Let’s reminisce about those bygone college days through our foggy bifocals. It’s the 1960s. You are residing in a Midwestern college town, trying to adjust to campus life and hoping to meet a few new friends and acquaintances. The Vietnam War is raging.

You have a student deferment and the pressure is on tao get grades.

When not studying journalism and writing stories and headlines for the Columbia Missourian 100 hours a week at the University of Missouri, this writer spent autumn weekends attending Mizzou Tiger football games, drinking beer and playing intermural flag football.

Home was a dilapidated 3-story dwelling on Rosemary Lane that was converted to off-campus, unapproved student apartment housing. The place rivaled the Delta frat house in the 1978 John Belushi movie “Animal House.” Mrs. Henderson, my tough landlady, leased rooms to about a dozen students for a $60-a-month.

My roommate, a U.S. Army vet and a former Stars & Stripes sportswriter, and I shared a two-bedroom top-floor apartment with a Korean foreign student who also was studying journalism.

Our spartan kitchen featured an antique gas stove on legs with an oven that smoked and burners you lit with a match. The bathroom showcased an ancient tub on legs. An aging refrigerator without ice-cube trays stood in one corner of the kitchen.

On the bottom shelf of the fridge rested a dead cockroach flipped on its back. A prior renter taped a cardboard tombstone to the shelf and scribbled, “R.I.P.” Fast-forward five decades to Chicago’s Loop, now known as a downtown campus to 60,000 university and college students.

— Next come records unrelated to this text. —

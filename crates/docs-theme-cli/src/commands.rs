//! Command definitions and handlers for the `docs-theme` binary.
//!
//! Each command runs a headless [`ThemeController`] against the JSON
//! preference file, so the file ends up exactly as a browser toggle would
//! leave its `localStorage`.

use std::io::Write;
use std::path::PathBuf;
use std::rc::Rc;

use anyhow::{bail, Context, Result};
use clap::{Parser, Subcommand};
use console::Style;
use docs_theme::platform::memory::{ManualTimer, MemoryPage};
use docs_theme::platform::native::{JsonFileStore, SystemColorScheme};
use docs_theme::{
    Capabilities, ColorSchemeSource, PreferenceStore, Theme, ThemeConfig, ThemeController,
    ThemeParseError,
};

#[derive(Debug, Parser)]
#[command(name = "docs-theme", author, version, about)]
pub struct Cli {
    /// JSON file holding the persisted preference.
    #[arg(long, global = true, default_value = "docs-theme.json")]
    pub store: PathBuf,

    /// JSON configuration (storage keys, messages, shortcut).
    #[arg(long, global = true)]
    pub config: Option<PathBuf>,

    #[command(subcommand)]
    pub command: Command,
}

#[derive(Debug, Subcommand)]
pub enum Command {
    /// Show the stored preference, the OS preference and the resulting theme.
    Status,
    /// Switch to the opposite theme, as the page button does.
    Toggle,
    /// Switch to the given theme unless it is already active.
    Set {
        #[arg(value_parser = parse_theme)]
        theme: Theme,
    },
}

fn parse_theme(value: &str) -> Result<Theme, ThemeParseError> {
    value.parse()
}

/// A controller mounted on an in-memory page backed by the preference file.
struct Session {
    page: Rc<MemoryPage>,
    timer: Rc<ManualTimer>,
    store: Rc<JsonFileStore>,
    controller: ThemeController,
}

impl Session {
    fn open(cli: &Cli) -> Result<Self> {
        let config = match &cli.config {
            Some(path) => ThemeConfig::load(path)?,
            None => ThemeConfig::default(),
        };
        let page = Rc::new(MemoryPage::new());
        let timer = Rc::new(ManualTimer::new());
        let store = Rc::new(JsonFileStore::new(&cli.store));

        // Surface storage problems here; the controller itself only logs them.
        store
            .get(&config.storage_key)
            .with_context(|| format!("cannot use preference file {}", cli.store.display()))?;

        let caps = Capabilities::new(page.clone(), timer.clone())
            .with_store(store.clone())
            .with_color_scheme(Rc::new(SystemColorScheme));
        let controller = ThemeController::install(config, caps)?;
        Ok(Self {
            page,
            timer,
            store,
            controller,
        })
    }

    /// Toggles and returns the announcement a screen reader would hear.
    fn toggle(&self) -> Result<String> {
        let theme = self.controller.toggle();
        let key = &self.controller.config().storage_key;
        if self.store.get(key)?.as_deref() != Some(theme.as_str()) {
            bail!("failed to persist theme to {}", self.store.path().display());
        }

        let announcement = self
            .page
            .find_in_body("aria-live", "polite")
            .into_iter()
            .filter_map(|node| self.page.element(node))
            .map(|element| element.text)
            .last()
            .unwrap_or_default();
        self.timer.advance(self.controller.config().announcement_delay());
        Ok(announcement)
    }
}

/// Runs a parsed command, writing human-readable output to `out`.
pub fn run(cli: &Cli, out: &mut impl Write) -> Result<()> {
    let session = Session::open(cli)?;
    match &cli.command {
        Command::Status => status(&session, out),
        Command::Toggle => {
            let announcement = session.toggle()?;
            writeln!(out, "{}", announcement)?;
            Ok(())
        }
        Command::Set { theme } => {
            if session.controller.theme() == *theme {
                writeln!(out, "Already in {} mode", theme)?;
                return Ok(());
            }
            let announcement = session.toggle()?;
            writeln!(out, "{}", announcement)?;
            Ok(())
        }
    }
}

fn status(session: &Session, out: &mut impl Write) -> Result<()> {
    let label = Style::new().dim();
    let value = Style::new().bold();
    let none = Style::new().dim().italic();

    let config = session.controller.config();
    let stored = session.store.get(&config.storage_key)?;
    let manual = session.controller.is_manual();
    let system = SystemColorScheme.prefers_dark().map(Theme::from_prefers_dark);

    let stored_text = match stored {
        Some(theme) if manual => format!("{} {}", value.apply_to(theme), label.apply_to("(manual)")),
        Some(theme) => value.apply_to(theme).to_string(),
        None => none.apply_to("none").to_string(),
    };
    let system_text = match system {
        Some(theme) => value.apply_to(theme).to_string(),
        None => none.apply_to("unknown").to_string(),
    };

    writeln!(out, "{} {}", label.apply_to("stored:"), stored_text)?;
    writeln!(out, "{} {}", label.apply_to("system:"), system_text)?;
    writeln!(
        out,
        "{} {} {}",
        label.apply_to("active:"),
        value.apply_to(session.controller.theme()),
        label.apply_to(format!("({})", session.controller.source().as_str())),
    )?;
    Ok(())
}

#[cfg(test)]
mod tests {
    use super::*;
    use docs_theme::set_theme_detector;
    use std::path::Path;

    fn cli(store: &Path, command: Command) -> Cli {
        Cli {
            store: store.to_path_buf(),
            config: None,
            command,
        }
    }

    fn run_to_string(cli: &Cli) -> Result<String> {
        console::set_colors_enabled(false);
        set_theme_detector(|| Theme::Light);
        let mut out = Vec::new();
        run(cli, &mut out)?;
        Ok(String::from_utf8(out).unwrap())
    }

    #[test]
    fn test_status_without_file() {
        let dir = tempfile::tempdir().unwrap();
        let output = run_to_string(&cli(&dir.path().join("prefs.json"), Command::Status)).unwrap();

        assert!(output.contains("stored: none"));
        assert!(output.contains("system: light"));
        assert!(output.contains("active: light (system)"));
    }

    #[test]
    fn test_toggle_persists_and_announces() {
        let dir = tempfile::tempdir().unwrap();
        let store = dir.path().join("prefs.json");

        let output = run_to_string(&cli(&store, Command::Toggle)).unwrap();
        assert_eq!(output.trim(), "Switched to dark mode");

        let status = run_to_string(&cli(&store, Command::Status)).unwrap();
        assert!(status.contains("stored: dark (manual)"));
        assert!(status.contains("active: dark (stored)"));
    }

    #[test]
    fn test_set_is_noop_when_already_active() {
        let dir = tempfile::tempdir().unwrap();
        let store = dir.path().join("prefs.json");

        let output = run_to_string(&cli(&store, Command::Set { theme: Theme::Light })).unwrap();
        assert_eq!(output.trim(), "Already in light mode");
        assert!(!store.exists());

        let output = run_to_string(&cli(&store, Command::Set { theme: Theme::Dark })).unwrap();
        assert_eq!(output.trim(), "Switched to dark mode");
    }

    #[test]
    fn test_malformed_store_is_reported() {
        let dir = tempfile::tempdir().unwrap();
        let store = dir.path().join("prefs.json");
        std::fs::write(&store, "not json").unwrap();

        let err = run_to_string(&cli(&store, Command::Toggle)).unwrap_err();
        assert!(format!("{:#}", err).contains("malformed preference file"));
    }

    #[test]
    fn test_parse_theme_argument() {
        let parsed = Cli::try_parse_from(["docs-theme", "set", "dark"]).unwrap();
        assert!(matches!(parsed.command, Command::Set { theme: Theme::Dark }));

        assert!(Cli::try_parse_from(["docs-theme", "set", "sepia"]).is_err());
    }
}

At the Old Colony Building, a 17-story office building at 37 W. Van Buren St., McHugh Construction recently completed the renovation and conversion of the interior from offices into 137 luxury apartments providing bedrooms for 380 students.

Renamed The Arc at Old Colony, the landmark building is part of a historic district with the neighboring Manhattan, Fisher and Monadnock buildings and others. The building qualifies for a $10-million federal historic landmark tax credit which is being guided by MacRostie Historic Advisors.

Far from ordinary dorm rooms, the swank apartments feature high ceilings, vintage wood and restored Moorish mosaic-tile foyer floors, new granite and stainless-steel kitchens and in-unit washers and dryers.

Posh apartments that grace the building’s castle-like turrets showcase round living rooms with wall-mounted HDTV and restored original pine flooring, and inlaid mosaic tile in foyers and halls.

Modern interior features in the nicely furnished apartments include kitchens equipped with granite and stainless-steel appliance package—over-range, dishwasher, double-door refrigerator-freezer, microwave, and in-unit washer and dryer.

Ceramic-tiled baths showcase walk-in showers, and bedrooms feature wall-to-wall carpeting. Each apartment has free Wi-Fi and cable, including HBO.

A 3-bedroom, 2-bath fully furnished model apartment with 1,252 square feet of space has been completed on the northeast corner of the building on the 13th floor.

Designed for three students, a typical fully furnished 3-bedroom apartment features a master suite with private bath that leases for $1,598 a month. Two other private bedrooms each lease for $1,199 a month. Rents at the Arc at Old Colony start at $799 a month for a shared bedroom. Call 312-283-3331 or visit: www.arcatoldcolony.com.

The restoration and conversion into a $58-million luxury student housing development is being done by CA Ventures, LLC, a Chicago-based real estate management firm specializing in student housing worldwide, and MCJ Development, headed by Keith Giles, from K Giles LLC.

“Restoring Old Colony Building to its former elegance is like an archeological dig. Many of the property’s historic features are surprisingly intact, but were covered over,” said Giles, who has developed a dozen adaptive-reuse and historic renovation projects in his career.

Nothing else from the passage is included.